Por eso, actuar sobre techos y cubiertas resulta fundamental para mantener una temperatura estable durante todo el año.
Las soluciones más habituales son:
Aislamiento en falsos techos
Cuando existe un falso techo, se puede insuflar aislamiento o instalar mantas aislantes para crear una barrera térmica eficaz.
Aislamiento de cubiertas y buhardillas
En cubiertas no habitables es habitual colocar lana mineral o insuflar aislamiento sobre el forjado. Esto reduce considerablemente las pérdidas térmicas y mejora el confort general de la vivienda.
Por ejemplo, los aislamientos en La Rioja están apostando cada vez más por soluciones integrales que combinan paredes, techos y cubiertas para lograr una mayor eficiencia energética sin grandes obras.
Pequeñas mejoras que ayudan mucho
Además de las intervenciones principales, existen soluciones sencillas que también ayudan a mejorar el aislamiento térmico:
- Utilizar cortinas térmicas o persianas opacas
- Instalar toldos en zonas con mucha exposición solar
- Aprovechar la radiación solar en invierno
- Pintar fachadas y cubiertas con colores claros
- Sellar pequeñas filtraciones de aire
Aunque estas medidas no sustituyen a un aislamiento profesional, sí contribuyen a mantener una temperatura más agradable dentro del hogar.
Una inversión en confort y ahorro
Mejorar el aislamiento de una casa ya construida no solo incrementa el confort diario, sino que también reduce el gasto en calefacción y aire acondicionado.
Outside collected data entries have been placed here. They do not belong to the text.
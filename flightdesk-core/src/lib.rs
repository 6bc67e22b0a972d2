pub mod booking;
pub mod location;
pub mod mock;
pub mod offer;
pub mod provider;
pub mod search;

pub use booking::{
    BookedFlights, BookingConfirmation, BookingRequest, BookingStatus, FlightSummary, Passenger,
    TripKind,
};
pub use location::{Destination, LocationAddress, ProviderLocation};
pub use mock::{MockProviderClient, ProviderCall};
pub use offer::{FlightOffer, Leg, PricingRequest, TaggedOffer};
pub use provider::{OfferQuery, ProviderClient, ProviderError};
pub use search::{SearchCriteria, SearchRequest, TripType};

#[derive(Debug, thiserror::Error)]
pub enum CoreError {
    #[error("{0}")]
    Validation(String),
    #[error(transparent)]
    Provider(#[from] ProviderError),
}

impl CoreError {
    pub fn validation(msg: impl Into<String>) -> Self {
        Self::Validation(msg.into())
    }
}

pub type CoreResult<T> = Result<T, CoreError>;
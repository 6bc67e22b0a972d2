use serde::ser::SerializeMap;
use serde::{Deserialize, Serialize, Serializer};
use serde_json::{Map, Value};
use std::fmt;

/// Key added to each offer of a round-trip search result.
pub const LEG_KEY: &str = "_leg";

/// A priced itinerary exactly as the provider returned it.
///
/// The record is opaque to this service: it is passed back to the provider
/// for pricing and only `price` and `itineraries` are ever read.
#[derive(Debug, Clone, Default, PartialEq, Serialize, Deserialize)]
#[serde(transparent)]
pub struct FlightOffer(Map<String, Value>);

impl FlightOffer {
    pub fn get(&self, key: &str) -> Option<&Value> {
        self.0.get(key)
    }

    pub fn id(&self) -> Option<&str> {
        self.0.get("id").and_then(Value::as_str)
    }

    pub fn is_empty(&self) -> bool {
        self.0.is_empty()
    }

    pub fn fields(&self) -> &Map<String, Value> {
        &self.0
    }

    pub fn tagged(self, leg: Leg) -> TaggedOffer {
        TaggedOffer { leg, offer: self }
    }
}

impl TryFrom<Value> for FlightOffer {
    type Error = crate::CoreError;

    fn try_from(value: Value) -> Result<Self, Self::Error> {
        match value {
            Value::Object(fields) => Ok(Self(fields)),
            other => Err(crate::CoreError::validation(format!(
                "Flight offer must be a JSON object, got {}",
                json_kind(&other)
            ))),
        }
    }
}

fn json_kind(value: &Value) -> &'static str {
    match value {
        Value::Null => "null",
        Value::Bool(_) => "a boolean",
        Value::Number(_) => "a number",
        Value::String(_) => "a string",
        Value::Array(_) => "an array",
        Value::Object(_) => "an object",
    }
}

/// Body of a pricing call: exactly one offer under `flight`.
#[derive(Debug, Clone, Default, Deserialize)]
pub struct PricingRequest {
    #[serde(default)]
    pub flight: Option<Value>,
}

impl PricingRequest {
    pub fn offer(&self) -> crate::CoreResult<FlightOffer> {
        match &self.flight {
            None | Some(Value::Null) => Err(crate::CoreError::validation("Flight data is required")),
            Some(value) => {
                let offer = FlightOffer::try_from(value.clone())?;
                if offer.is_empty() {
                    return Err(crate::CoreError::validation("Flight data is required"));
                }
                Ok(offer)
            }
        }
    }
}

/// One direction of a round trip.
#[derive(Debug, Clone, Copy, PartialEq, Eq, Serialize, Deserialize)]
#[serde(rename_all = "lowercase")]
pub enum Leg {
    Outbound,
    Return,
}

impl Leg {
    pub fn as_str(&self) -> &'static str {
        match self {
            Leg::Outbound => "outbound",
            Leg::Return => "return",
        }
    }
}

impl fmt::Display for Leg {
    fn fmt(&self, f: &mut fmt::Formatter<'_>) -> fmt::Result {
        f.write_str(self.as_str())
    }
}

/// A provider offer paired with the leg it was found for.
///
/// Serializes as the offer's own fields followed by `"_leg"`. The upstream
/// record is left untouched; an upstream `_leg` key is shadowed by the tag.
#[derive(Debug, Clone, PartialEq)]
pub struct TaggedOffer {
    pub leg: Leg,
    pub offer: FlightOffer,
}

impl Serialize for TaggedOffer {
    fn serialize<S>(&self, serializer: S) -> Result<S::Ok, S::Error>
    where
        S: Serializer,
    {
        let fields = self.offer.fields();
        let len = fields.len() + usize::from(!fields.contains_key(LEG_KEY));
        let mut map = serializer.serialize_map(Some(len))?;
        for (key, value) in fields.iter().filter(|(key, _)| key.as_str() != LEG_KEY) {
            map.serialize_entry(key, value)?;
        }
        map.serialize_entry(LEG_KEY, &self.leg)?;
        map.end()
    }
}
Una vivienda bien aislada necesita menos energía para mantener una temperatura estable, lo que se traduce en ahorro económico y una mayor eficiencia energética.
Además, el aislamiento térmico también mejora el aislamiento acústico, reduce la aparición de humedades y aumenta el valor de la vivienda a largo plazo.
Hoy en día existen soluciones adaptadas prácticamente a cualquier tipo de construcción, permitiendo renovar el comportamiento térmico del hogar sin necesidad de afrontar reformas complejas.